Coatbridge and Chryston (Gaelic: Coatbridge agus Chryston) is a constituency of the Scottish Parliament covering part of the council area of North Lanarkshire. It elects one Member of the Scottish Parliament (MSP) by the plurality (first past the post) method of election. It is also one of nine constituencies in the Central Scotland electoral region, which elects seven additional members, in addition to nine constituency MSPs, to produce a form of proportional representation for the region as a whole.
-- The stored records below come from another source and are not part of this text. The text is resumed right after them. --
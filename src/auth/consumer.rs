use std::sync::Arc;

use tokio::sync::Mutex;

use super::cache::TokenCache;
use super::provider::ConsumerIdentityProvider;
use super::token::{ConsumerAccount, ConsumerToken};
use crate::error::AuthError;

/// Interactive sign-in and silent refresh against the consumer identity tenant.
///
/// Owns the single cached account. Every call loads the token cache into the
/// provider first and writes it back only after the provider call succeeded,
/// so a failed or interrupted flow never touches the file. Cache file I/O runs
/// on the blocking pool.
///
/// `gate` is held from load through save, so one call can never re-import
/// the file over state another call has not written back yet.
#[derive(Clone)]
pub struct InteractiveConsumerIdentityClient {
    provider: Arc<dyn ConsumerIdentityProvider>,
    cache: TokenCache,
    gate: Arc<Mutex<()>>,
}

impl InteractiveConsumerIdentityClient {
    pub fn new(provider: Arc<dyn ConsumerIdentityProvider>, cache: TokenCache) -> Self {
        Self {
            provider,
            cache,
            gate: Arc::new(Mutex::new(())),
        }
    }

    pub fn cache(&self) -> &TokenCache {
        &self.cache
    }

    pub async fn sign_in_interactive(&self, scopes: &[String]) -> Result<ConsumerAccount, AuthError> {
        let _guard = self.gate.lock().await;
        self.load().await?;
        let signed_in = self.provider.acquire_interactive(scopes).await?;
        tracing::info!(
            account_id = %signed_in.account.account_id,
            "Interactive consumer sign-in completed"
        );
        self.save().await;
        Ok(signed_in.account)
    }

    /// Fresh consumer access token for a cached account.
    ///
    /// A [`AuthError::SilentRefresh`] means interactive sign-in is required;
    /// callers must not retry it.
    pub async fn refresh_silently(
        &self,
        account: &ConsumerAccount,
        scopes: &[String],
    ) -> Result<ConsumerToken, AuthError> {
        let _guard = self.gate.lock().await;
        self.load().await?;
        let token = self.provider.acquire_silent(account, scopes).await?;
        self.save().await;
        Ok(token)
    }

    /// Zero or one cached account.
    pub async fn list_accounts(&self) -> Result<Vec<ConsumerAccount>, AuthError> {
        let _guard = self.gate.lock().await;
        self.load().await?;
        Ok(self.provider.accounts().into_iter().take(1).collect())
    }

    pub async fn remove_account(&self, account: &ConsumerAccount) -> Result<(), AuthError> {
        let _guard = self.gate.lock().await;
        self.load().await?;
        self.provider.remove_account(account);
        let provider = Arc::clone(&self.provider);
        let cache = self.cache.clone();
        tokio::task::spawn_blocking(move || cache.save_if_changed(provider.as_ref()))
            .await
            .map_err(|e| AuthError::Io(format!("token cache task failed: {e}")))??;
        Ok(())
    }

    async fn load(&self) -> Result<bool, AuthError> {
        let provider = Arc::clone(&self.provider);
        let cache = self.cache.clone();
        tokio::task::spawn_blocking(move || cache.load_into(provider.as_ref()))
            .await
            .map_err(|e| AuthError::Io(format!("token cache task failed: {e}")))?
    }

    /// A failed save leaves the previous file in place; the fresh token is
    /// still usable for this process, so the failure is only logged.
    async fn save(&self) {
        let provider = Arc::clone(&self.provider);
        let cache = self.cache.clone();
        let result = tokio::task::spawn_blocking(move || cache.save_if_changed(provider.as_ref()))
            .await
            .map_err(|e| AuthError::Io(format!("token cache task failed: {e}")))
            .and_then(|inner| inner);
        if let Err(err) = result {
            tracing::warn!(
                path = %self.cache.path().display(),
                error = %err,
                "Failed to persist token cache"
            );
        }
    }
}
The seat has been held by Fulton MacGregor of the Scottish National Party since the 2016 Scottish Parliament election.

Electoral region 

The other eight constituencies of the Central Scotland region are Airdrie and Shotts, Cumbernauld and Kilsyth, East Kilbride, Falkirk East, Falkirk West, Hamilton, Larkhall and Stonehouse, Motherwell and Wishaw and Uddingston and Bellshill.

The region covers all of the Falkirk council area, all of the North Lanarkshire council area and part of the South Lanarkshire council area.

Constituency boundaries and council areas 

The  constituency was created at the same time as the Scottish Parliament, in 1999, with the name and boundaries of an  existing Westminster constituency. In 2005, however, Scottish Westminster (House of Commons) constituencies were mostly replaced with new constituencies.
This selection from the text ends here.